Many people in the world mistakenly think that May 5, or Cinco de Mayo is Mexico’s Independence Day, but the country’s national holiday actually falls on September 16. Cinco de Mayo commemorates the victory of the Mexican militia over the French army in 1862.
El Grito de la Independencia (Cry of Independence) is held annually on September 16 in honor of Mexico’s declaration of independence from Spanish rule in 1810.
Miguel Hidalgo y Costilla, or simply Miguel Hidalgo, was a Mexican priest and a leader in the Mexican War of Independence. He is depicted in a painting by Jose Clemente.
In the early hours of September 16, 1810, Miguel Hidalgo y Costilla, a priest in the small town of Dolores, Guanajuato, rang the church bell to gather the townspeople. He called for the people of Mexico to rise up against the Spanish crown, thus initiating Mexico’s War of Independence. This event, known as the Grito de Dolores (Cry of Dolores) or El Grito de la Independencia (Cry of Independence), is commemorated every year in town squares across Mexico. The country did not achieve independence until 1821. What caused the revolt?
Revolt Against the “Caste System”
Of course, the indigenous people were the first to inhabit what is now known as Mexico. In 1521, about 500 Spanish soldiers arrived in Mexico, headed by Hernán Cortés, thus beginning three centuries of Spanish rule. The new colony was named Nueva España, New Spain.

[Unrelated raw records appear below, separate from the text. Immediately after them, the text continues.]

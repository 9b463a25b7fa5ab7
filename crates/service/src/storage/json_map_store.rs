use std::{
    collections::BTreeMap,
    io::ErrorKind,
    path::{Path, PathBuf},
};
use tokio::{fs, sync::RwLock};
use tracing::{debug, info};

use crate::errors::ServiceError;

/// Generic JSON file-backed ordered map store.
///
/// Persists a `BTreeMap<K, V>` to a JSON file as a single object and rewrites
/// the whole file after every mutation. Readers share the lock; a mutation
/// holds the write lock across both the in-memory change and the file write,
/// so the file always reflects a committed state of the map.
pub struct JsonMapStore<K, V> {
    inner: RwLock<BTreeMap<K, V>>,
    file_path: PathBuf,
}

impl<K, V> JsonMapStore<K, V>
where
    K: Ord + Clone + serde::Serialize + serde::de::DeserializeOwned,
    V: Clone + serde::Serialize + serde::de::DeserializeOwned,
{
    /// Load the map from `path`. A missing file yields an empty map and is
    /// created; unreadable or unparsable content is an error. The parent
    /// directory must already exist.
    pub async fn open<P: Into<PathBuf>>(path: P) -> Result<Self, ServiceError> {
        let file_path = path.into();

        let map: BTreeMap<K, V> = match fs::read(&file_path).await {
            Ok(bytes) => serde_json::from_slice(&bytes)
                .map_err(|e| ServiceError::Corrupt(format!("{}: {e}", file_path.display())))?,
            Err(e) if e.kind() == ErrorKind::NotFound => {
                let empty: BTreeMap<K, V> = BTreeMap::new();
                write_map(&file_path, &empty).await?;
                info!(path = %file_path.display(), "data file not found, starting empty");
                empty
            }
            Err(e) => return Err(ServiceError::Storage(format!("{}: {e}", file_path.display()))),
        };

        Ok(Self { inner: RwLock::new(map), file_path })
    }

    pub fn path(&self) -> &Path {
        &self.file_path
    }

    /// All values in key order.
    pub async fn values(&self) -> Vec<V> {
        let map = self.inner.read().await;
        map.values().cloned().collect()
    }

    /// Get value by key.
    pub async fn get(&self, key: &K) -> Option<V> {
        let map = self.inner.read().await;
        map.get(key).cloned()
    }

    pub async fn len(&self) -> usize {
        self.inner.read().await.len()
    }

    /// Run a read-only closure against the map under the shared lock.
    pub async fn read<F, R>(&self, f: F) -> R
    where
        F: FnOnce(&BTreeMap<K, V>) -> R,
    {
        let map = self.inner.read().await;
        f(&map)
    }

    /// Remove a key and persist; returns the removed value. Nothing is
    /// written when the key is absent.
    pub async fn remove(&self, key: &K) -> Result<Option<V>, ServiceError> {
        let mut map = self.inner.write().await;
        if !map.contains_key(key) {
            return Ok(None);
        }
        let mut draft = map.clone();
        let removed = draft.remove(key);
        write_map(&self.file_path, &draft).await?;
        *map = draft;
        Ok(removed)
    }

    /// Apply a mutation to a copy of the map, persist the copy, then commit it.
    ///
    /// If `f` fails nothing is written. If the write fails the in-memory map
    /// is left untouched.
    pub async fn update_map<F, R>(&self, f: F) -> Result<R, ServiceError>
    where
        F: FnOnce(&mut BTreeMap<K, V>) -> Result<R, ServiceError>,
    {
        let mut map = self.inner.write().await;
        let mut draft = map.clone();
        let out = f(&mut draft)?;
        write_map(&self.file_path, &draft).await?;
        *map = draft;
        Ok(out)
    }
}

async fn write_map<K, V>(path: &Path, map: &BTreeMap<K, V>) -> Result<(), ServiceError>
where
    K: serde::Serialize + Ord,
    V: serde::Serialize,
{
    let data = serde_json::to_vec(map).map_err(|e| ServiceError::Storage(e.to_string()))?;
    fs::write(path, &data)
        .await
        .map_err(|e| ServiceError::Storage(format!("{}: {e}", path.display())))?;
    debug!(path = %path.display(), entries = map.len(), bytes = data.len(), "data file written");
    Ok(())
}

During the colonial period, the Spanish developed a complex caste system based on race, that was used for social control, and that also determined a person’s importance and privilege in society. There were four main categories of race in New Spain: (1) peninsular, A Spaniard born in Spain; (2) crillo (feminine, criolla), a person of Spanish descent born in the New World; (3) indio (feminine india), a person who is descendant of the original inhabitants of the Americas; and (4) negro (feminine negra), a person of black African descent, usually a slave or a free descendant of one. Persons of mixed race were collectively referred to as “castas“.
The revolt was against the Spanish caste system, which was used for social control and economic privilege.
General groupings of “castas” had their own set of privileges or restrictions. The privileged were the peninsular Spaniards. Discontent steadily grew, especially amongst the criollos, who were always treated as second-class subjects of the Spanish crown. It is no surprise then, that criollos were the spark that ignited the independence movement and the fight for human rights. Miguel Hidalgo formally denounced the observance of the caste system in 1810, and people of all races were able to see that putting up a fight for their independence was worth it.
No Free Trade
The vast Spanish New World empire produced many goods, including coffee, cacao, textiles, wine, minerals, and more. But, the colonies were only allowed to trade with Spain, and at rates advantageous for Spanish merchants. Many took to selling their goods illegally to British and American merchants. Spain was eventually forced to loosen some trade restrictions, but the move was too little too late as those who produced these goods demanded a fair price for them.
Napoleon Invades Spain
In 1808, Napoleon invaded Spain and decided to impose his brother, José Bonaparte, as king of Spain (1808-1810). The criollos of New Spain found in this circumstance the opportunity to seek their independence.The chaos in Spain made the perfect excuse to rebel and yet not commit treason: many said they were loyal to Spain, not Napoleon.
Influence of Other Revolutions
By 1810, Spanish America could look to other nations to see revolutions and their results. The American Revolution was seen by many in South America as a good example of colonies throwing off European rule and replacing it with a more fair and democratic society, even though slavery in the USA continued to exist.